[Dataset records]
***

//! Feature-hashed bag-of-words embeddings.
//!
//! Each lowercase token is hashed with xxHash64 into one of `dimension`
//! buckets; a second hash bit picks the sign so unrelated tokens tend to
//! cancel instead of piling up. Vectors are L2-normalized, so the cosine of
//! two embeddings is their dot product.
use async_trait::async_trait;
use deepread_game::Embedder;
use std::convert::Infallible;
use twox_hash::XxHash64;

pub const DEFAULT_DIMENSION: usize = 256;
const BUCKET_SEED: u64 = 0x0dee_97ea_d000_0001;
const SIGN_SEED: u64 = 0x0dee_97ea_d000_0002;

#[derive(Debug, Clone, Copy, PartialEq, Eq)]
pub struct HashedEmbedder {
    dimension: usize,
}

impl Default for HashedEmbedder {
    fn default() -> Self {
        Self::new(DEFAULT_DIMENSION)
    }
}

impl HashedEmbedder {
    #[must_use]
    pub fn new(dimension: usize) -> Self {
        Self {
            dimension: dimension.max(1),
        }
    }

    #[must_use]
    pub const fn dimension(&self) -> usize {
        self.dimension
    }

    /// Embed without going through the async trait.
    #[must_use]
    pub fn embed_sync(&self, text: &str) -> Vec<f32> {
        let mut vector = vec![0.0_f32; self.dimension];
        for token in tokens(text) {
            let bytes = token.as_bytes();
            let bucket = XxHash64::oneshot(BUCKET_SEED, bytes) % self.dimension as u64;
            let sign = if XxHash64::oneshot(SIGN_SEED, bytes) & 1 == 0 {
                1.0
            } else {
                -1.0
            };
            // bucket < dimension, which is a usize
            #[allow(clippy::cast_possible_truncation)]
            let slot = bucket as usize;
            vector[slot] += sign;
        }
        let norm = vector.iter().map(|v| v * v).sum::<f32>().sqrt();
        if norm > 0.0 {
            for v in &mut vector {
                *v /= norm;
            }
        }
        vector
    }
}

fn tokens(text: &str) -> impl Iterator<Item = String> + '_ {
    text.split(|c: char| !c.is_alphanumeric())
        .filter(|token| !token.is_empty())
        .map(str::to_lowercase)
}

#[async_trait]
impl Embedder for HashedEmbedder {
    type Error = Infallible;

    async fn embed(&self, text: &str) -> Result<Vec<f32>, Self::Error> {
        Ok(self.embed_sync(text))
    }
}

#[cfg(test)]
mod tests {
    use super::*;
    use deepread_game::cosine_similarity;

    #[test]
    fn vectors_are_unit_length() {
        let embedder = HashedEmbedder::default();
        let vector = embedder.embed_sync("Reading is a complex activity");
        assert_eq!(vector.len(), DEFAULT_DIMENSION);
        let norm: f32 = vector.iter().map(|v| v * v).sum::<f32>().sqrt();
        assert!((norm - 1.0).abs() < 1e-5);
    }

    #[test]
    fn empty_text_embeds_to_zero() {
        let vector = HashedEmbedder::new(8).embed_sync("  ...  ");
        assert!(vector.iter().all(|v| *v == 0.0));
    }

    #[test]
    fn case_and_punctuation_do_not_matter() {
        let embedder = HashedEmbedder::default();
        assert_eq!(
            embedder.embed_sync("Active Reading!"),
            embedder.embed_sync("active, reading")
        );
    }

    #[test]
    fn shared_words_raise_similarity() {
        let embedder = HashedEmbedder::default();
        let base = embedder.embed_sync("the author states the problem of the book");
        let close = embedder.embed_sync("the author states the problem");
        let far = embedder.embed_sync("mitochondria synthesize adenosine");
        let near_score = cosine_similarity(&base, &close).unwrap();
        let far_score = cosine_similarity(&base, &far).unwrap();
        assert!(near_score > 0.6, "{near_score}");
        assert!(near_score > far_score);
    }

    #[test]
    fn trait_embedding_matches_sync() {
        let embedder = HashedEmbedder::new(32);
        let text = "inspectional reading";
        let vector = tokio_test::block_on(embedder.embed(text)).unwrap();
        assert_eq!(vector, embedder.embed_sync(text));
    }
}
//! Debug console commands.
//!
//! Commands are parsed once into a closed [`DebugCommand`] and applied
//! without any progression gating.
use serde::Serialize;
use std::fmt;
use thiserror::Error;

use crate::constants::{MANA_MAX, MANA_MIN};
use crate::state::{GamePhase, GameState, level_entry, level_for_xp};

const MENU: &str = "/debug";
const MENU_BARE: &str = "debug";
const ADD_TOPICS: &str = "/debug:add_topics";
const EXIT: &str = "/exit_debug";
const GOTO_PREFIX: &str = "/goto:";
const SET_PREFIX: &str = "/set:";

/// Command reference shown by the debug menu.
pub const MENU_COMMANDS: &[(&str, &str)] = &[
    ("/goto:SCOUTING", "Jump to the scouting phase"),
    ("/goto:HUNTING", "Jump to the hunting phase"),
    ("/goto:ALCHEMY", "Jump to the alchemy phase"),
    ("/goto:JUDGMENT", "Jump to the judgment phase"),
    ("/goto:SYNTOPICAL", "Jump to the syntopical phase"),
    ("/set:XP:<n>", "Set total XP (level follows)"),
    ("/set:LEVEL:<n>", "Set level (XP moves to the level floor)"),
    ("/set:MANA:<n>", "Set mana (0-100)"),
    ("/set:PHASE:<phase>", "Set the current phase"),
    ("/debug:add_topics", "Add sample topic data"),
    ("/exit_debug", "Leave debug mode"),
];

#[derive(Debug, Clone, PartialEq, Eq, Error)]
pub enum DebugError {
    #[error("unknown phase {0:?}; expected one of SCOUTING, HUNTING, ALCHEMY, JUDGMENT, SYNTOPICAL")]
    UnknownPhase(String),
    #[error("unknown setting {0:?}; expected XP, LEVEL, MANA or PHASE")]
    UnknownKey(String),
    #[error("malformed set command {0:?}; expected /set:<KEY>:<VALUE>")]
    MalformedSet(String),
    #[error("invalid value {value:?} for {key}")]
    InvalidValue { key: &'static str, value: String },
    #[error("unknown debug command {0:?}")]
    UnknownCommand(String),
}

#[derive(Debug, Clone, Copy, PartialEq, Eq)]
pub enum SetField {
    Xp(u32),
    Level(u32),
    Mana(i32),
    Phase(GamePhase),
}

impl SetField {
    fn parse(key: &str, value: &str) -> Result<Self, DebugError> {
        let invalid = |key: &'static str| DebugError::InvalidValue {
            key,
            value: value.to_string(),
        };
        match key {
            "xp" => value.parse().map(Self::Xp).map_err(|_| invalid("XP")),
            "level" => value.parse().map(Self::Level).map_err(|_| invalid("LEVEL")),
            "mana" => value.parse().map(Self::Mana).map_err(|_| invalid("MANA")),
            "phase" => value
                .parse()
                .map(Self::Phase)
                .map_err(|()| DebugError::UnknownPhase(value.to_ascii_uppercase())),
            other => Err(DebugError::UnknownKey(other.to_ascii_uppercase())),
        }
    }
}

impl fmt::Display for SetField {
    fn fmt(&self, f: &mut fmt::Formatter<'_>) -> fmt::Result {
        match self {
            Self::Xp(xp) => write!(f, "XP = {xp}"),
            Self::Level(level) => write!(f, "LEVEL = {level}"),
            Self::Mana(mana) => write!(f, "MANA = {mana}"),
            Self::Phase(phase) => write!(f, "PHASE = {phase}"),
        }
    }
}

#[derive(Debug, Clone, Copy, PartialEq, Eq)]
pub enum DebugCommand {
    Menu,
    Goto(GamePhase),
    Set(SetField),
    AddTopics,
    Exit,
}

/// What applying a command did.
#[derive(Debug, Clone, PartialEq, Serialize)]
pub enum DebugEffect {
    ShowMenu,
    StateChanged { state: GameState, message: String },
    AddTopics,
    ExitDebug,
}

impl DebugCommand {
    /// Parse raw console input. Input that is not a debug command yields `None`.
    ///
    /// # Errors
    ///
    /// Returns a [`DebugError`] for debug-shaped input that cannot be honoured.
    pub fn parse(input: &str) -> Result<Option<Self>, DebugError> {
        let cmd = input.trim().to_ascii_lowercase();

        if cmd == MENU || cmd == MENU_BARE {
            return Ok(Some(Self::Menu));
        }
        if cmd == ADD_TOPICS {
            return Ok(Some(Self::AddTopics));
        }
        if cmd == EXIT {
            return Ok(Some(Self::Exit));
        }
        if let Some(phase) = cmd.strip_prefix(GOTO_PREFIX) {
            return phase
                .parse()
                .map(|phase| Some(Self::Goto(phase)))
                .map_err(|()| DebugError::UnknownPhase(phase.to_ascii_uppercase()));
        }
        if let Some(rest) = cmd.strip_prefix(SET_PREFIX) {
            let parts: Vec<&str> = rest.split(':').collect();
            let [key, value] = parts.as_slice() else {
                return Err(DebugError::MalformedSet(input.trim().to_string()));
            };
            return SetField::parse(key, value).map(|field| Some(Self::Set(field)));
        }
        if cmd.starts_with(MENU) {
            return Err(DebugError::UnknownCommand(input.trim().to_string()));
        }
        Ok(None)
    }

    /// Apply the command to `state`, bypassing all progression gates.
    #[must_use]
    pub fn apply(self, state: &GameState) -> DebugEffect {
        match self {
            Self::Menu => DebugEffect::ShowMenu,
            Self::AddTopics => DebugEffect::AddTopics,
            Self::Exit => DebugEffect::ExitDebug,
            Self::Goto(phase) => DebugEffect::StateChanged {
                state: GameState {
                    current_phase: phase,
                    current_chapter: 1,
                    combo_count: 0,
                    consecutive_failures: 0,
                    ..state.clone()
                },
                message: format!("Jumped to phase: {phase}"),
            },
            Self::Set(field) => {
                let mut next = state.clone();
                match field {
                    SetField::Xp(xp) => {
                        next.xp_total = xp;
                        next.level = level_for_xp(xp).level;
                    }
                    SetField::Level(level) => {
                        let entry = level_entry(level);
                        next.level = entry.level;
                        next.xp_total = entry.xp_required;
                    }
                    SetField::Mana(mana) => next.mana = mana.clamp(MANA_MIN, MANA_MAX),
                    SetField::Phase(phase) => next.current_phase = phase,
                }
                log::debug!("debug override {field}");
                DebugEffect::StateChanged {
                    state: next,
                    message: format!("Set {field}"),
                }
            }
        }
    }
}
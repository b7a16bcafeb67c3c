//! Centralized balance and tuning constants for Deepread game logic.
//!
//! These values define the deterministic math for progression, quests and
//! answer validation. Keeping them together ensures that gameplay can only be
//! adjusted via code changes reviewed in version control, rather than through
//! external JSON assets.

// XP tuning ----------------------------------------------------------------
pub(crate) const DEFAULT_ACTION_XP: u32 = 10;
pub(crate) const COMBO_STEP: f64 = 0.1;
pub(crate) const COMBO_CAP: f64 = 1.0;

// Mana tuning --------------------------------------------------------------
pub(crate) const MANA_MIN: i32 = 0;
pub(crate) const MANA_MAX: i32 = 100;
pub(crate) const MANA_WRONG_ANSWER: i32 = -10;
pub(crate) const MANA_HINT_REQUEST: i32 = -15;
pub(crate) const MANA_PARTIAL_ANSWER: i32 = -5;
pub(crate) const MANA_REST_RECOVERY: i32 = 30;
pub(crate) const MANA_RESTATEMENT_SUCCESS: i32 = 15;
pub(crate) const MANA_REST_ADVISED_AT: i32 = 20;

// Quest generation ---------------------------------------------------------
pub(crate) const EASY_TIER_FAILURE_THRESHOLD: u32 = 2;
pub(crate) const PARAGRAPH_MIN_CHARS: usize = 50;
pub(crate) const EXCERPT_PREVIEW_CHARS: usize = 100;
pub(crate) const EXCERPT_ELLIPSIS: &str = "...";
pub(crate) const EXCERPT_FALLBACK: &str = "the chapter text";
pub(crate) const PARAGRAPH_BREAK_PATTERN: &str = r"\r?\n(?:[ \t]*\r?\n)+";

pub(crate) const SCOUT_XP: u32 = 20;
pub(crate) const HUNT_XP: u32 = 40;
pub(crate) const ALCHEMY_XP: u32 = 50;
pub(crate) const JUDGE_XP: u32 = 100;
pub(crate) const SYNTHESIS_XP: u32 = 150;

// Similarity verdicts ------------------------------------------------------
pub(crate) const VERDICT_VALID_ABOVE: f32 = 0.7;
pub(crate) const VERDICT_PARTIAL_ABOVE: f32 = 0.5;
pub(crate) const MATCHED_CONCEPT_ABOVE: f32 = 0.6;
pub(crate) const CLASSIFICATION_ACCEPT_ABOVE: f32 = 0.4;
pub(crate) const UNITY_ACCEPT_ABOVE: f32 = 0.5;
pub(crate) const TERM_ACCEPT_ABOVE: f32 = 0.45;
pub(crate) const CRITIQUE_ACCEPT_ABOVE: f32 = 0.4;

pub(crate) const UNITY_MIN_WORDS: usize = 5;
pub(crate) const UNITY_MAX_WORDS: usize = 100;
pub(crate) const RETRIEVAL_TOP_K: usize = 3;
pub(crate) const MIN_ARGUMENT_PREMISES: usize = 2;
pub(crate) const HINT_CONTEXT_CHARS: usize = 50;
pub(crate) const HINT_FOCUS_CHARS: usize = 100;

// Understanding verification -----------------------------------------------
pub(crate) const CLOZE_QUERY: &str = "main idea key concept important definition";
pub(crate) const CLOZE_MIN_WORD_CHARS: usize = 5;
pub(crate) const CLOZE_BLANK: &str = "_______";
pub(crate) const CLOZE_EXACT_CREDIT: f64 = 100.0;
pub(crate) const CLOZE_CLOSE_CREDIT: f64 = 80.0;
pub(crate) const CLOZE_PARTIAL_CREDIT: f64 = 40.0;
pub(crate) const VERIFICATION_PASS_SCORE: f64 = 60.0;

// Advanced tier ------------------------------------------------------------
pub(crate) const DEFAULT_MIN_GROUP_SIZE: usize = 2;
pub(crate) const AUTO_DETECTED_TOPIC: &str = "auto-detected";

***

**What this task involves:** Taking the entries above, write out exactly the lines starting with the line containing "pub fn parse(input: &str)" and going on through the line containing "let [key, value]", both included, and nothing else.

**Answer section:**
    pub fn parse(input: &str) -> Result<Option<Self>, DebugError> {
        let cmd = input.trim().to_ascii_lowercase();

        if cmd == MENU || cmd == MENU_BARE {
            return Ok(Some(Self::Menu));
        }
        if cmd == ADD_TOPICS {
            return Ok(Some(Self::AddTopics));
        }
        if cmd == EXIT {
            return Ok(Some(Self::Exit));
        }
        if let Some(phase) = cmd.strip_prefix(GOTO_PREFIX) {
            return phase
                .parse()
                .map(|phase| Some(Self::Goto(phase)))
                .map_err(|()| DebugError::UnknownPhase(phase.to_ascii_uppercase()));
        }
        if let Some(rest) = cmd.strip_prefix(SET_PREFIX) {
            let parts: Vec<&str> = rest.split(':').collect();
            let [key, value] = parts.as_slice() else {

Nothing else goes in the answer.